In [27]:
#pip install langdetect
#pip install emoji
#pip install pandas

In [28]:
import pandas as pd
import re
import emoji
from langdetect import detect, DetectorFactory

DetectorFactory.seed = 0

In [29]:
# Remove emoji
def remove_emoji(text):
    return emoji.replace_emoji(str(text), replace='')

# Remove non-ascii (tambahan untuk clean karakter aneh)
def remove_non_ascii(text):
    return ''.join(c for c in text if ord(c) < 128 and c.isprintable())

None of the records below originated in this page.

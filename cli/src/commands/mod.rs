mod goals;
mod helpers;
mod import;
mod seed;
mod user;

pub(crate) use goals::cmd_goals;
pub(crate) use import::cmd_import_cofid;
pub(crate) use seed::cmd_seed;
pub(crate) use user::cmd_add_user;
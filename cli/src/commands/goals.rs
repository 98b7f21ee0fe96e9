use anyhow::Result;

use goalseed_core::models::{GoalRecord, fields_to_json, user_goals_path, validate_user_id};
use goalseed_core::store::DocumentStore;

use super::helpers::{extra_fields, print_goal_table};

pub(crate) async fn cmd_goals(store: &dyn DocumentStore, user_id: &str, json: bool) -> Result<()> {
    validate_user_id(user_id)?;

    let Some(doc) = store.get_document(&user_goals_path(user_id)).await? else {
        if json {
            println!("{}", serde_json::json!({ "user_id": user_id, "goals": null }));
        } else {
            println!("No goals record for user '{user_id}'. Run `goalseed seed` to create one.");
        }
        return Ok(());
    };

    if json {
        println!(
            "{}",
            serde_json::to_string_pretty(&serde_json::json!({
                "user_id": user_id,
                "path": doc.path,
                "goals": fields_to_json(&doc.fields),
            }))?
        );
        return Ok(());
    }

    println!("Goals for {user_id} ({}):\n", doc.path);
    let record = GoalRecord::from_fields(&doc.fields);
    print_goal_table(&record);
    match record.created_at {
        Some(ts) => println!("\n  Created: {}", ts.format("%Y-%m-%d %H:%M:%S UTC")),
        None => println!("\n  Created: -"),
    }

    let extra = extra_fields(&doc.fields);
    if !extra.is_empty() {
        println!();
        for (key, value) in extra {
            println!("  {key}: {value}");
        }
    }

    Ok(())
}
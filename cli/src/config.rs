use std::path::{Path, PathBuf};

use anyhow::{Context, Result, bail};
use directories::ProjectDirs;
use serde::Deserialize;

pub const DEFAULT_CREDENTIALS_FILE: &str = "serviceAccountKey.json";

pub struct Config {
    pub db_path: PathBuf,
}

impl Config {
    pub fn load() -> Result<Self> {
        let proj_dirs =
            ProjectDirs::from("", "", "goalseed").context("Could not determine home directory")?;

        let data_dir = proj_dirs.data_dir().to_path_buf();
        std::fs::create_dir_all(&data_dir)
            .with_context(|| format!("Failed to create data directory: {}", data_dir.display()))?;

        let db_path = data_dir.join("goalseed.db");

        Ok(Config { db_path })
    }
}

/// The parts of a Google service-account key file this tool reads.
#[derive(Debug, Deserialize)]
pub struct ServiceAccount {
    pub project_id: String,
    #[serde(default)]
    pub client_email: Option<String>,
}

impl ServiceAccount {
    pub fn load(path: &Path) -> Result<Self> {
        let raw = std::fs::read_to_string(path)
            .with_context(|| format!("Failed to read credentials file: {}", path.display()))?;
        let account: ServiceAccount = serde_json::from_str(&raw)
            .with_context(|| format!("Invalid service account file: {}", path.display()))?;
        if account.project_id.trim().is_empty() {
            bail!("Service account file has an empty project_id: {}", path.display());
        }
        Ok(account)
    }
}

#[cfg(test)]
mod tests {
    use super::*;

    #[test]
    fn test_load_service_account() {
        let dir = tempfile::tempdir().unwrap();
        let path = dir.path().join(DEFAULT_CREDENTIALS_FILE);
        std::fs::write(
            &path,
            r#"{
                "type": "service_account",
                "project_id": "fitness-app-1234",
                "private_key_id": "abc",
                "client_email": "admin@fitness-app-1234.iam.gserviceaccount.com"
            }"#,
        )
        .unwrap();

        let account = ServiceAccount::load(&path).unwrap();
        assert_eq!(account.project_id, "fitness-app-1234");
        assert_eq!(
            account.client_email.as_deref(),
            Some("admin@fitness-app-1234.iam.gserviceaccount.com")
        );
    }

    #[test]
    fn test_load_service_account_missing_file() {
        let dir = tempfile::tempdir().unwrap();
        let err = ServiceAccount::load(&dir.path().join("nope.json")).unwrap_err();
        assert!(err.to_string().contains("Failed to read credentials file"));
    }

    #[test]
    fn test_load_service_account_empty_project() {
        let dir = tempfile::tempdir().unwrap();
        let path = dir.path().join("key.json");
        std::fs::write(&path, r#"{ "project_id": "  " }"#).unwrap();
        assert!(ServiceAccount::load(&path).is_err());
    }
}
use anyhow::Result;

use goalseed_core::reconcile::{GoalReconciler, ReconcileOptions};
use goalseed_core::store::DocumentStore;

use super::helpers::print_outcome_table;

pub(crate) async fn cmd_seed(
    store: &dyn DocumentStore,
    options: ReconcileOptions,
    json: bool,
) -> Result<()> {
    let report = GoalReconciler::new(store, options).run().await?;

    if json {
        println!("{}", serde_json::to_string_pretty(&report)?);
        return Ok(());
    }

    if report.users_seen == 0 {
        println!("No users found.");
        return Ok(());
    }

    print_outcome_table(&report.outcomes);

    if report.dry_run {
        println!("\nDry run, no changes made.\n");
        println!("  Users seen:      {}", report.users_seen);
        println!("  Goals to create: {}", report.created);
        println!("  Goals to update: {}", report.updated);
    } else {
        println!("\nGoals seeded.\n");
        println!("  Users seen:    {}", report.users_seen);
        println!("  Goals created: {}", report.created);
        println!("  Goals updated: {}", report.updated);
    }
    println!("  Unchanged:     {}", report.unchanged);
    println!("  Check:         {}", report.check.label());

    Ok(())
}
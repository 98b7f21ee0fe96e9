use std::collections::BTreeMap;

use anyhow::{Result, bail};
use chrono::{DateTime, Utc};
use serde::{Deserialize, Serialize};

pub const USERS_COLLECTION: &str = "users";
pub const GOALS_COLLECTION: &str = "goals";
pub const GOALS_DOC_ID: &str = "main";
pub const FOODS_COLLECTION: &str = "foods";
pub const CREATED_AT_FIELD: &str = "createdAt";

pub type Fields = BTreeMap<String, Value>;

/// A single field value inside a document.
///
/// Mirrors the value kinds a Firestore document can hold. `ServerTimestamp`
/// is only valid in writes; stores replace it with their commit time.
#[derive(Debug, Clone, PartialEq, Serialize, Deserialize)]
#[serde(tag = "type", content = "value", rename_all = "snake_case")]
pub enum Value {
    Null,
    Boolean(bool),
    Integer(i64),
    Double(f64),
    String(String),
    Timestamp(DateTime<Utc>),
    Bytes(String),
    Reference(String),
    GeoPoint { latitude: f64, longitude: f64 },
    Array(Vec<Value>),
    Map(Fields),
    ServerTimestamp,
}

impl Value {
    /// JavaScript truthiness, as used by the legacy completeness check.
    #[must_use]
    pub fn is_truthy(&self) -> bool {
        match self {
            Value::Null => false,
            Value::Boolean(b) => *b,
            Value::Integer(i) => *i != 0,
            Value::Double(d) => *d != 0.0 && !d.is_nan(),
            Value::String(s) => !s.is_empty(),
            _ => true,
        }
    }

    #[must_use]
    pub fn as_integer(&self) -> Option<i64> {
        match self {
            Value::Integer(i) => Some(*i),
            #[allow(clippy::float_cmp)]
            Value::Double(d) if d.fract() == 0.0 => Some(*d as i64),
            _ => None,
        }
    }

    /// Plain JSON rendering for display and `--json` output.
    #[must_use]
    pub fn to_json(&self) -> serde_json::Value {
        use serde_json::json;

        match self {
            Value::Null => serde_json::Value::Null,
            Value::Boolean(b) => json!(b),
            Value::Integer(i) => json!(i),
            Value::Double(d) => json!(d),
            Value::String(s) | Value::Bytes(s) | Value::Reference(s) => json!(s),
            Value::Timestamp(ts) => json!(ts.to_rfc3339()),
            Value::GeoPoint {
                latitude,
                longitude,
            } => json!({ "latitude": latitude, "longitude": longitude }),
            Value::Array(values) => values.iter().map(Value::to_json).collect(),
            Value::Map(fields) => fields_to_json(fields),
            Value::ServerTimestamp => json!("<server timestamp>"),
        }
    }
}

#[must_use]
pub fn fields_to_json(fields: &Fields) -> serde_json::Value {
    serde_json::Value::Object(
        fields
            .iter()
            .map(|(k, v)| (k.clone(), v.to_json()))
            .collect(),
    )
}

#[derive(Debug, Clone, PartialEq, Serialize)]
pub struct Document {
    pub id: String,
    pub path: String,
    pub fields: Fields,
    #[serde(skip_serializing_if = "Option::is_none")]
    pub create_time: Option<DateTime<Utc>>,
    #[serde(skip_serializing_if = "Option::is_none")]
    pub update_time: Option<DateTime<Utc>>,
}

// --- Paths ---

/// Document ids follow Firestore's rules: non-empty, no `/`, not `.` or `..`.
pub fn validate_document_id(id: &str) -> Result<()> {
    if id.is_empty() {
        bail!("Document id must not be empty");
    }
    if id.contains('/') {
        bail!("Document id must not contain '/': {id}");
    }
    if id == "." || id == ".." {
        bail!("Document id must not be '.' or '..'");
    }
    Ok(())
}

pub fn validate_user_id(user_id: &str) -> Result<()> {
    validate_document_id(user_id.trim())
        .map_err(|e| anyhow::anyhow!("Invalid user id '{user_id}': {e}"))?;
    if user_id.trim() != user_id {
        bail!("Invalid user id '{user_id}': leading or trailing whitespace");
    }
    Ok(())
}

#[must_use]
pub fn user_path(user_id: &str) -> String {
    format!("{USERS_COLLECTION}/{user_id}")
}

#[must_use]
pub fn user_goals_path(user_id: &str) -> String {
    format!("{USERS_COLLECTION}/{user_id}/{GOALS_COLLECTION}/{GOALS_DOC_ID}")
}

/// Split a document path into its parent collection path and document id.
pub fn split_document_path(path: &str) -> Result<(&str, &str)> {
    let segments = path.split('/').count();
    if segments < 2 || segments % 2 != 0 {
        bail!("Not a document path: '{path}'");
    }
    let (collection, id) = path.rsplit_once('/').unwrap_or(("", path));
    validate_document_id(id)?;
    if collection.split('/').any(str::is_empty) {
        bail!("Not a document path: '{path}'");
    }
    Ok((collection, id))
}

// --- Goals ---

#[derive(Debug, Clone, Copy, PartialEq, Eq, Hash, Serialize)]
pub enum GoalField {
    #[serde(rename = "calorieGoal")]
    Calorie,
    #[serde(rename = "waterGoal")]
    Water,
    #[serde(rename = "sleepGoal")]
    Sleep,
    #[serde(rename = "carbGoal")]
    Carb,
    #[serde(rename = "proteinGoal")]
    Protein,
    #[serde(rename = "fatGoal")]
    Fat,
}

impl GoalField {
    pub const ALL: [GoalField; 6] = [
        GoalField::Calorie,
        GoalField::Water,
        GoalField::Sleep,
        GoalField::Carb,
        GoalField::Protein,
        GoalField::Fat,
    ];

    pub const MACROS: [GoalField; 3] = [GoalField::Carb, GoalField::Protein, GoalField::Fat];

    #[must_use]
    pub fn key(self) -> &'static str {
        match self {
            GoalField::Calorie => "calorieGoal",
            GoalField::Water => "waterGoal",
            GoalField::Sleep => "sleepGoal",
            GoalField::Carb => "carbGoal",
            GoalField::Protein => "proteinGoal",
            GoalField::Fat => "fatGoal",
        }
    }

    #[must_use]
    pub fn default_value(self) -> i64 {
        match self {
            GoalField::Calorie => 2500,
            GoalField::Water => 2000,
            GoalField::Sleep => 8,
            GoalField::Carb => 50,
            GoalField::Protein => 30,
            GoalField::Fat => 20,
        }
    }

    #[must_use]
    pub fn unit(self) -> &'static str {
        match self {
            GoalField::Calorie => "kcal",
            GoalField::Water => "ml",
            GoalField::Sleep => "h",
            GoalField::Carb | GoalField::Protein | GoalField::Fat => "g",
        }
    }
}

/// The full set of fields written when a user has no goal record yet.
#[must_use]
pub fn default_goal_fields() -> Fields {
    let mut fields: Fields = GoalField::ALL
        .iter()
        .map(|f| (f.key().to_string(), Value::Integer(f.default_value())))
        .collect();
    fields.insert(CREATED_AT_FIELD.to_string(), Value::ServerTimestamp);
    fields
}

/// Typed view over a stored goal document. Absent or non-integer fields are `None`.
#[derive(Debug, Clone, Default, PartialEq)]
pub struct GoalRecord {
    pub calorie_goal: Option<i64>,
    pub water_goal: Option<i64>,
    pub sleep_goal: Option<i64>,
    pub carb_goal: Option<i64>,
    pub protein_goal: Option<i64>,
    pub fat_goal: Option<i64>,
    pub created_at: Option<DateTime<Utc>>,
}

impl GoalRecord {
    #[must_use]
    pub fn from_fields(fields: &Fields) -> Self {
        let int = |f: GoalField| fields.get(f.key()).and_then(Value::as_integer);
        let created_at = match fields.get(CREATED_AT_FIELD) {
            Some(Value::Timestamp(ts)) => Some(*ts),
            _ => None,
        };
        Self {
            calorie_goal: int(GoalField::Calorie),
            water_goal: int(GoalField::Water),
            sleep_goal: int(GoalField::Sleep),
            carb_goal: int(GoalField::Carb),
            protein_goal: int(GoalField::Protein),
            fat_goal: int(GoalField::Fat),
            created_at,
        }
    }

    #[must_use]
    pub fn get(&self, field: GoalField) -> Option<i64> {
        match field {
            GoalField::Calorie => self.calorie_goal,
            GoalField::Water => self.water_goal,
            GoalField::Sleep => self.sleep_goal,
            GoalField::Carb => self.carb_goal,
            GoalField::Protein => self.protein_goal,
            GoalField::Fat => self.fat_goal,
        }
    }
}
pub mod cofid_import;
pub mod db;
pub mod firestore;
pub mod models;
pub mod reconcile;
pub mod store;
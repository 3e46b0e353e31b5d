use leptos::prelude::*;
use serde::{Deserialize, Serialize};

#[cfg(feature = "hydrate")]
use codee::string::JsonSerdeWasmCodec;
#[cfg(feature = "hydrate")]
use leptos_use::storage::use_local_storage;

#[cfg(feature = "hydrate")]
const STORAGE_KEY: &str = "theme";

#[derive(Debug, Clone, Copy, Default, PartialEq, Eq, Serialize, Deserialize)]
#[serde(rename_all = "lowercase")]
pub enum Theme {
    #[default]
    Dark,
    Light,
}

impl Theme {
    pub fn toggled(self) -> Self {
        match self {
            Self::Dark => Self::Light,
            Self::Light => Self::Dark,
        }
    }

    pub fn is_dark(self) -> bool {
        self == Self::Dark
    }

    /// Picks the class variant matching this theme.
    pub fn pick<'a>(self, dark: &'a str, light: &'a str) -> &'a str {
        match self {
            Self::Dark => dark,
            Self::Light => light,
        }
    }

    pub fn as_str(self) -> &'static str {
        match self {
            Self::Dark => "dark",
            Self::Light => "light",
        }
    }
}

/// Shared light/dark flag. Every section reads it, only [`ThemeContext::toggle`] writes.
#[derive(Debug, Clone, Copy)]
pub struct ThemeContext {
    theme: Signal<Theme>,
    set_theme: WriteSignal<Theme>,
}

impl ThemeContext {
    pub fn get(&self) -> Theme {
        self.theme.get()
    }

    pub fn toggle(&self) {
        let next = self.theme.get_untracked().toggled();
        self.set_theme.set(next);
    }
}

/// Creates the theme context for the page, restoring a saved preference in the browser.
pub fn provide_theme() -> ThemeContext {
    #[cfg(feature = "hydrate")]
    let (theme, set_theme, _) = use_local_storage::<Theme, JsonSerdeWasmCodec>(STORAGE_KEY);

    #[cfg(not(feature = "hydrate"))]
    let (theme, set_theme) = {
        let (theme, set_theme) = signal(Theme::default());
        (Signal::from(theme), set_theme)
    };

    let ctx = ThemeContext { theme, set_theme };
    provide_context(ctx);
    ctx
}

pub fn use_theme() -> ThemeContext {
    expect_context::<ThemeContext>()
}
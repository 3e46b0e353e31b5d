mod about;
mod contact;
mod footer;
mod hero;
mod navbar;
mod projects;
mod section;
mod skills;

use leptos::prelude::*;
use leptos_meta::*;
use leptos_router::{components::*, path};

use crate::content::OWNER_NAME;
use crate::theme::provide_theme;

use about::About;
use contact::Contact;
use footer::Footer;
use hero::Hero;
use navbar::Navbar;
use projects::Projects;
use skills::Skills;

pub fn shell(options: LeptosOptions) -> impl IntoView {
    view! {
        <!DOCTYPE html>
        <html lang="en">
            <head>
                <meta charset="utf-8" />
                <meta name="viewport" content="width=device-width, initial-scale=1" />
                <AutoReload options=options.clone() />
                <HydrationScripts options />
                <meta name="color-scheme" content="dark light" />
                <link rel="stylesheet" id="leptos" href="/pkg/portfolio-site.css" />
                <link
                    rel="stylesheet"
                    href="https://cdn.jsdelivr.net/gh/devicons/devicon@latest/devicon.min.css"
                />
                <MetaTags />
            </head>
            <body class="font-sans antialiased">
                <App />
            </body>
        </html>
    }
}

#[component]
pub fn App() -> impl IntoView {
    // Provides context that manages stylesheets, titles, meta tags, etc.
    provide_meta_context();
    let theme = provide_theme();

    view! {
        <Title formatter=|title| format!("{OWNER_NAME} - {title}") />
        <Meta
            name="description"
            content="Portfolio of a Computer Science Engineering student: education, skills, projects and contact."
        />

        <Router>
            <div class=move || {
                format!(
                    "{} min-h-screen {}",
                    theme.get().as_str(),
                    theme.get().pick("bg-surface-dark text-white", "bg-surface-light text-gray-900"),
                )
            }>
                <Navbar />
                <main>
                    <Routes fallback=|| "Page not found.".into_view()>
                        <Route path=path!("/") view=HomePage />
                    </Routes>
                </main>
                <Footer />
            </div>
        </Router>
    }
}

#[component]
fn HomePage() -> impl IntoView {
    view! {
        <Title text="Portfolio" />
        <Hero />
        <About />
        <Skills />
        <Projects />
        <Contact />
    }
}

# Remove non-alphabetic character
def remove_non_alpha(text):
    return re.sub(r'[^a-zA-Z\s]', '', text)

# Full cleaning function
def clean_text(text):
    text = str(text).lower()
    text = remove_emoji(text)
    text = remove_non_ascii(text)
    text = remove_non_alpha(text)
    text = re.sub(r'\s+', ' ', text).strip()
    return text

# Filter bahasa Indonesia
def is_indonesian(text):
    try:
        return detect(text) == 'id'
    except:
        return False

# Full cleaning pipeline for dataframe
def clean_dataframe(df, text_column):
    df[text_column] = df[text_column].astype(str)
    df['clean_text'] = df[text_column].apply(clean_text)
    df = df[df['clean_text'].apply(is_indonesian)]
    df = df.reset_index(drop=True)
    return df

In [30]:
# PARSING TIKTOK (SEMICOLON PARSING)
import csv

def parse_tiktok_file(file_path):
    df = pd.read_csv(file_path, delimiter=';', quoting=csv.QUOTE_NONE, on_bad_lines='skip')
    return df

In [31]:
# LOAD & PARSE FILE
# Raw file paths

news_comments_path = '../data/raw_comment_data.csv'
news_path = '../data/raw_data.csv'  # <- tidak kita olah sekarang
tiktok_path_1 = '../data/tiktok_comments_raw_1.csv'
tiktok_path_2 = '../data/tiktok_comments_raw_2.csv'
tiktok_path_3 = '../data/tiktok_comments_raw_3.csv'
youtube_path = '../data/youtube_comments.csv'

In [32]:
# 1️⃣ Parse News Comments
df_news_comments = pd.read_csv(news_comments_path, encoding='utf-8')
df_news_comments_clean = clean_dataframe(df_news_comments, text_column='komentar')

In [33]:
# 2️⃣ Parse YouTube
df_youtube = pd.read_csv(youtube_path, encoding='utf-8')
df_youtube_clean = clean_dataframe(df_youtube, text_column='comment')

In [34]:
# 3️⃣ Parse TikTok files
tiktok_1 = parse_tiktok_file(tiktok_path_1)
tiktok_2 = parse_tiktok_file(tiktok_path_2)
tiktok_3 = parse_tiktok_file(tiktok_path_3)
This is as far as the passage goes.